**Exercise description**: Return, from the data that follows, each line that holds the word "ConfigResult".

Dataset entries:
_ _ _ _ _ _ _

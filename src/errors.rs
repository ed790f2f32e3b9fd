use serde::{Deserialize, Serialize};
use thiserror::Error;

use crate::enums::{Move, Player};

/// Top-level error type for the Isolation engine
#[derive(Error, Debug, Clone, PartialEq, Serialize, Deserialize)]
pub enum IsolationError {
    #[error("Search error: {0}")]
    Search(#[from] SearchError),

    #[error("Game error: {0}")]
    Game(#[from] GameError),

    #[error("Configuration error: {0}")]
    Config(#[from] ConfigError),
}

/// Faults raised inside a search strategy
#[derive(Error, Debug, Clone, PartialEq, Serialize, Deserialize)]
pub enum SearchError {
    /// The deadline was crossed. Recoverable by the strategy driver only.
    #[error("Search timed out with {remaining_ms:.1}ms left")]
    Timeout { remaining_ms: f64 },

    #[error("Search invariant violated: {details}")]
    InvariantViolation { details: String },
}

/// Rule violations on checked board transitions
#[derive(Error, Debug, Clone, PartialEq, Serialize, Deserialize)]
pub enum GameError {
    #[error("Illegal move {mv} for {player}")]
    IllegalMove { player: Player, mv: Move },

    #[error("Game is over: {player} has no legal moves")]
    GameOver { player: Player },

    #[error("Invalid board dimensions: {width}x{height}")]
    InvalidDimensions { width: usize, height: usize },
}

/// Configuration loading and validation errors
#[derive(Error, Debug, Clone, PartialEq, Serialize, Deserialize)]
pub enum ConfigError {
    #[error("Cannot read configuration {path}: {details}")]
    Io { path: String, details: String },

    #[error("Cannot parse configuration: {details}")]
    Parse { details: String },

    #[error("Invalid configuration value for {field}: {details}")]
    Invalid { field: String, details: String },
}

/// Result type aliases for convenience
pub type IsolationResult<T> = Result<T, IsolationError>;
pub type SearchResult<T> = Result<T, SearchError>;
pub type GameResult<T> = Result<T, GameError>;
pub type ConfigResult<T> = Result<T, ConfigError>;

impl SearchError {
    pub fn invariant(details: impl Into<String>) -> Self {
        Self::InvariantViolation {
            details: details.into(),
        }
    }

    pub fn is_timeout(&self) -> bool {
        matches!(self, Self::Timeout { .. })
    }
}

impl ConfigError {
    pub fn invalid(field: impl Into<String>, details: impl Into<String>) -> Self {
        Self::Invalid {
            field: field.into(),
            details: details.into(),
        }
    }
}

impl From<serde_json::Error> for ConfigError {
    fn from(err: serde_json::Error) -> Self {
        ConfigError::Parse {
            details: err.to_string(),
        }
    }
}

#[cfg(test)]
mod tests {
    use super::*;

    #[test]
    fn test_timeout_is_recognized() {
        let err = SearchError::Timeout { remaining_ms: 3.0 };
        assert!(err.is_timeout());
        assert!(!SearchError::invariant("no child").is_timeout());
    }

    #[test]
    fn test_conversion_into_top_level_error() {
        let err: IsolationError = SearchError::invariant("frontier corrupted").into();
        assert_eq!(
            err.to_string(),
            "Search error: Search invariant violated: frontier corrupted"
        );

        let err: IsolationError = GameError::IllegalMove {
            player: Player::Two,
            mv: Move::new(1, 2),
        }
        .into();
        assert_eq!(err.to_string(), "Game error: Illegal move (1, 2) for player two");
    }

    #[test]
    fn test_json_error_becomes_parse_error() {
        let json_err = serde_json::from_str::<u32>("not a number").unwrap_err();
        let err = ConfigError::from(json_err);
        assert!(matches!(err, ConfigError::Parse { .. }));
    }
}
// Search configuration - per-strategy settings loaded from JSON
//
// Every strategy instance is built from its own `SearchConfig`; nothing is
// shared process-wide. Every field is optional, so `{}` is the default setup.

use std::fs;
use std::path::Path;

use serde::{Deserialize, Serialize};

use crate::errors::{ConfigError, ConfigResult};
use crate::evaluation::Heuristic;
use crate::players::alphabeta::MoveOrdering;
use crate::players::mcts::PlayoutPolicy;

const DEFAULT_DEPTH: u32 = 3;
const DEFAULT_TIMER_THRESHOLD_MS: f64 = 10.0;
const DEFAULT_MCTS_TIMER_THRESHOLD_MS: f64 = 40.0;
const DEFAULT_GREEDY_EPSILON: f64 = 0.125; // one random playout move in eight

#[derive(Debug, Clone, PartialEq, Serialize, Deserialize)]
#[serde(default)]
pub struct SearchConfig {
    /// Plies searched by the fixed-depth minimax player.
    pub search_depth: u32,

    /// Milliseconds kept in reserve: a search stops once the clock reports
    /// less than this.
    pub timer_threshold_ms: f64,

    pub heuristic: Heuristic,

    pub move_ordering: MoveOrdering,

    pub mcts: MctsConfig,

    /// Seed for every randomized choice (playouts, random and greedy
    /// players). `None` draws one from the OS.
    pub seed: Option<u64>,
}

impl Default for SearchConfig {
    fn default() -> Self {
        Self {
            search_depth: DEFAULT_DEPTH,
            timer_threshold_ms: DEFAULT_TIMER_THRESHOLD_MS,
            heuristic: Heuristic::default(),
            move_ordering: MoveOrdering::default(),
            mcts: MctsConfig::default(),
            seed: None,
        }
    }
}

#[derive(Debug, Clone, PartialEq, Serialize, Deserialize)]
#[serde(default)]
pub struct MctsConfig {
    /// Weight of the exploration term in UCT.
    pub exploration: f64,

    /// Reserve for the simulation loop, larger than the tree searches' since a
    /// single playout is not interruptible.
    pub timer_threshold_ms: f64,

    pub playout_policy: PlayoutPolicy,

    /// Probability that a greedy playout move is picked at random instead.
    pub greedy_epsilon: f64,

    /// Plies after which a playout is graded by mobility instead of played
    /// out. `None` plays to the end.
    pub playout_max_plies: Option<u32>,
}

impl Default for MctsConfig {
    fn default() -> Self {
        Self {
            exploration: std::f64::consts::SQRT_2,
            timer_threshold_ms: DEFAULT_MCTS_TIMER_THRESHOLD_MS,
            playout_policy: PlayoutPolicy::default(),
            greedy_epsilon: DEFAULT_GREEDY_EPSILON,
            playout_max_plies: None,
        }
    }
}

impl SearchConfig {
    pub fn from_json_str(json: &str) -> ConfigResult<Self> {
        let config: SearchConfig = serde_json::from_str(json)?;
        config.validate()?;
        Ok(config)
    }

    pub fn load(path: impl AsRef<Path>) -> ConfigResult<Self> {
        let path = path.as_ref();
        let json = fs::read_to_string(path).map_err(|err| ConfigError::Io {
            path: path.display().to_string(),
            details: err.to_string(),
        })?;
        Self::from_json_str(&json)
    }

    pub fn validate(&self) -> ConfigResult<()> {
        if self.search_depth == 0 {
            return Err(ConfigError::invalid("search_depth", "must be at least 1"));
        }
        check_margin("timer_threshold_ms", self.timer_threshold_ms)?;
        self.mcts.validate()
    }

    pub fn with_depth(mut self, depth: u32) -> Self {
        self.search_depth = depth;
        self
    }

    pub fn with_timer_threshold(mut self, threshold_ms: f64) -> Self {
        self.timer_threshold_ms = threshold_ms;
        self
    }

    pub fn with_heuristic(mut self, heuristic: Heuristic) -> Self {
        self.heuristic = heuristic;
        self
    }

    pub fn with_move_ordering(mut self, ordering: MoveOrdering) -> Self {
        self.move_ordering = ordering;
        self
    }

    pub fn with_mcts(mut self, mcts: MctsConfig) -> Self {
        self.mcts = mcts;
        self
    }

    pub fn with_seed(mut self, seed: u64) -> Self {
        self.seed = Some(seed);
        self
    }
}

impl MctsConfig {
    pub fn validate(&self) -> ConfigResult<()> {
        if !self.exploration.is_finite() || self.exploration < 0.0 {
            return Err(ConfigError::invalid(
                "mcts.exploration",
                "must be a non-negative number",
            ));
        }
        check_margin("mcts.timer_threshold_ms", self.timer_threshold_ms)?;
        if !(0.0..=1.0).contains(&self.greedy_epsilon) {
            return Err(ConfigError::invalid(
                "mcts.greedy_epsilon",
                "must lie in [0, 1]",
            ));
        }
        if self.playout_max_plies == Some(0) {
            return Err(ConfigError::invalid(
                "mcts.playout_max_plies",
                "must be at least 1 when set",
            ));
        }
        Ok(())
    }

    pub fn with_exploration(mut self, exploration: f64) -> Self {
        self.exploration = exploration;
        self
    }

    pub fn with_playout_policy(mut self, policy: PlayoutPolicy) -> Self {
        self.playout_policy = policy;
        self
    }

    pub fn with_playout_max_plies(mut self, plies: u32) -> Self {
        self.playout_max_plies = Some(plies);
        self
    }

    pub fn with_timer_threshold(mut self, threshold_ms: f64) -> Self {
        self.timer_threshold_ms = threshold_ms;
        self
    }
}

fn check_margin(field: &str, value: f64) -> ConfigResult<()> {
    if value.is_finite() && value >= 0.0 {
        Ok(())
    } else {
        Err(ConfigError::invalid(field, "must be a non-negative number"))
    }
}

_ _ _ _ _ _ _

**Response below**:
pub type ConfigResult<T> = Result<T, ConfigError>;
use crate::errors::{ConfigError, ConfigResult};
    pub fn from_json_str(json: &str) -> ConfigResult<Self> {
    pub fn load(path: impl AsRef<Path>) -> ConfigResult<Self> {
    pub fn validate(&self) -> ConfigResult<()> {
    pub fn validate(&self) -> ConfigResult<()> {
fn check_margin(field: &str, value: f64) -> ConfigResult<()> {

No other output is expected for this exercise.